Work task: What is needed is every line of the data that includes the word "symbols". Please copy each one.

▼

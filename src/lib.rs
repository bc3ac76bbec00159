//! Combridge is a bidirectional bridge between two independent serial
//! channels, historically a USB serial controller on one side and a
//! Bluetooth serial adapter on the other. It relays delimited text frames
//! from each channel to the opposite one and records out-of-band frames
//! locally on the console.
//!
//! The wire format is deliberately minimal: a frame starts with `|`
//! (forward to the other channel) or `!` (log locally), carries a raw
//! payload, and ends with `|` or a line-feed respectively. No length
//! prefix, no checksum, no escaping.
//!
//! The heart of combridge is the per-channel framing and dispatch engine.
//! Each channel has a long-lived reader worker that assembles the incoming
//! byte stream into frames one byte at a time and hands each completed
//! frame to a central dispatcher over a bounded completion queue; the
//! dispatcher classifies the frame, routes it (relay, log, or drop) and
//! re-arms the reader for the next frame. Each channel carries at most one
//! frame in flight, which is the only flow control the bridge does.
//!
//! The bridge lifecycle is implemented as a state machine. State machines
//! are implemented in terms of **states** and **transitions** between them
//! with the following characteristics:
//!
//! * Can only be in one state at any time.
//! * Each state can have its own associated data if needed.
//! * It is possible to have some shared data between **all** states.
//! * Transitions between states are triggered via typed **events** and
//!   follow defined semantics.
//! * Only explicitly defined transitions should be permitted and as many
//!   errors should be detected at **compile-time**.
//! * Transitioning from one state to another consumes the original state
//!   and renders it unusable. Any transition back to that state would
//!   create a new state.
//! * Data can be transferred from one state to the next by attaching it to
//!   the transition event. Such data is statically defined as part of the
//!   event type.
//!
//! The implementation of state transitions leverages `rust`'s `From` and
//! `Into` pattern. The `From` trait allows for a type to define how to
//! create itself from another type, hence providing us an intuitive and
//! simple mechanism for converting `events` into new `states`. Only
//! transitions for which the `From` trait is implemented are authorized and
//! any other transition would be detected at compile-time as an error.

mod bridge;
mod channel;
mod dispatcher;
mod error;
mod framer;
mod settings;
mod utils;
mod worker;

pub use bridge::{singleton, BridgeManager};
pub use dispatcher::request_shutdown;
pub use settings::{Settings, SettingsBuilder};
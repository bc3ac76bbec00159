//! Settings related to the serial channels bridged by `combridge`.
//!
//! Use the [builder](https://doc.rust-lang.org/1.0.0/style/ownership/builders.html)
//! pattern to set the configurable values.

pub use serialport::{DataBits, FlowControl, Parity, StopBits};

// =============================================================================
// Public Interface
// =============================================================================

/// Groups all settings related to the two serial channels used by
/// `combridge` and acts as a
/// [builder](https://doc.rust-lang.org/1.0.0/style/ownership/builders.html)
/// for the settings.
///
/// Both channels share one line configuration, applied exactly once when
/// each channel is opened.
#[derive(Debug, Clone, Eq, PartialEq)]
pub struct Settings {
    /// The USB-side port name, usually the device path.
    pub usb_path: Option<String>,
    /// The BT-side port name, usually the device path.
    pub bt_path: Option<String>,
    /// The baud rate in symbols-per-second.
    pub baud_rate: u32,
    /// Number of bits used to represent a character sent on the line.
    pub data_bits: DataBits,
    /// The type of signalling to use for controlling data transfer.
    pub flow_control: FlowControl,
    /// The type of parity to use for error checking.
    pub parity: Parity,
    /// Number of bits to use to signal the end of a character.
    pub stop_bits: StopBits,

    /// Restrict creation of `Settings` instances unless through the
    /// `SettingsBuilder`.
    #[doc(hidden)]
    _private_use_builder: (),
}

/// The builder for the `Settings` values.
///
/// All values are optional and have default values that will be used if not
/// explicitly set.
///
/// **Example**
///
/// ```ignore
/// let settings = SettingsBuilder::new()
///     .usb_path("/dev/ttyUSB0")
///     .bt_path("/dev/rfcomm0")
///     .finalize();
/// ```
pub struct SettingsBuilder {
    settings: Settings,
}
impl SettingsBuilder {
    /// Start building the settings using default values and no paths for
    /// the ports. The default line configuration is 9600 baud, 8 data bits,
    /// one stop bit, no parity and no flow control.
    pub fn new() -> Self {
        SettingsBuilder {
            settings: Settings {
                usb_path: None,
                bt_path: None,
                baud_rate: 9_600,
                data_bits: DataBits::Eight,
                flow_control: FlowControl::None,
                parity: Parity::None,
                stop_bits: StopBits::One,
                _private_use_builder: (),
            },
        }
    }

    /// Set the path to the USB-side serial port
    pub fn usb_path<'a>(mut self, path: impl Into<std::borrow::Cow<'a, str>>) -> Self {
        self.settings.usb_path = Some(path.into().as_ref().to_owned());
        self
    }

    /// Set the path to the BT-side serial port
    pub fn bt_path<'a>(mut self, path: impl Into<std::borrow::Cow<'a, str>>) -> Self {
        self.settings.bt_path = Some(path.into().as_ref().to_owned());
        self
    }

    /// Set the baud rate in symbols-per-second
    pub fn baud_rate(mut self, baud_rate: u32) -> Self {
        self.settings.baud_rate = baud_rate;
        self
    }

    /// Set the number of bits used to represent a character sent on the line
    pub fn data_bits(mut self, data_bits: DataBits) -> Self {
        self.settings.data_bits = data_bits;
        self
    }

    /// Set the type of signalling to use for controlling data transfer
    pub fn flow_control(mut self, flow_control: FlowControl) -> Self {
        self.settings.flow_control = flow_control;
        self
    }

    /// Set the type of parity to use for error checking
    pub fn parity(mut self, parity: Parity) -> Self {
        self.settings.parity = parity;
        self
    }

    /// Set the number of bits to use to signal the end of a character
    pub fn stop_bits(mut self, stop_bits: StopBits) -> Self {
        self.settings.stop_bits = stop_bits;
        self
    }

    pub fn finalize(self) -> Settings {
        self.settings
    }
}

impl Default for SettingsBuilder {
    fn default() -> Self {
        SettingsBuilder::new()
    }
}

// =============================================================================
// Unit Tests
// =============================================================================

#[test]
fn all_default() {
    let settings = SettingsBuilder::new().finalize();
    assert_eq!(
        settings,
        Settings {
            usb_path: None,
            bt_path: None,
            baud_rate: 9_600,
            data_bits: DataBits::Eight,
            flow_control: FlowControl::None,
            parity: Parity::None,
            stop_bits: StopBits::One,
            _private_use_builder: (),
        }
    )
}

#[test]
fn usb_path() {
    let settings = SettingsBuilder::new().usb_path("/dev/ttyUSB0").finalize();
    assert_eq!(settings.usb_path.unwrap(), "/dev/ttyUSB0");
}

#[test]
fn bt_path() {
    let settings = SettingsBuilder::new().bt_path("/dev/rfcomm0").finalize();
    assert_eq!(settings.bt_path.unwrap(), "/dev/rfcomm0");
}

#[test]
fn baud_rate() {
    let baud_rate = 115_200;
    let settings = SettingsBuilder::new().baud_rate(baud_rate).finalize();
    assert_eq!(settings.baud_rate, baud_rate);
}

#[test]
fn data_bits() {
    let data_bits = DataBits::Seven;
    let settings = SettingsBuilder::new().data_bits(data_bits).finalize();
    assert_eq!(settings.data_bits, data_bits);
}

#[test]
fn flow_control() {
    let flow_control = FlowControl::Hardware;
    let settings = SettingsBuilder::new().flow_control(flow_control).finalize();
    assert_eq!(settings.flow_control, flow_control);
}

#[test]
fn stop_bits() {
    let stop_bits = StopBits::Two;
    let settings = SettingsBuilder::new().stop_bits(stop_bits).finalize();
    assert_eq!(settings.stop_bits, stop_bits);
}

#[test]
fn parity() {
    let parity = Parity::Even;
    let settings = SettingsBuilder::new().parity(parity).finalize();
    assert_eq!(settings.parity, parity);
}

▲

Answer space:
    /// The baud rate in symbols-per-second.
    /// Set the baud rate in symbols-per-second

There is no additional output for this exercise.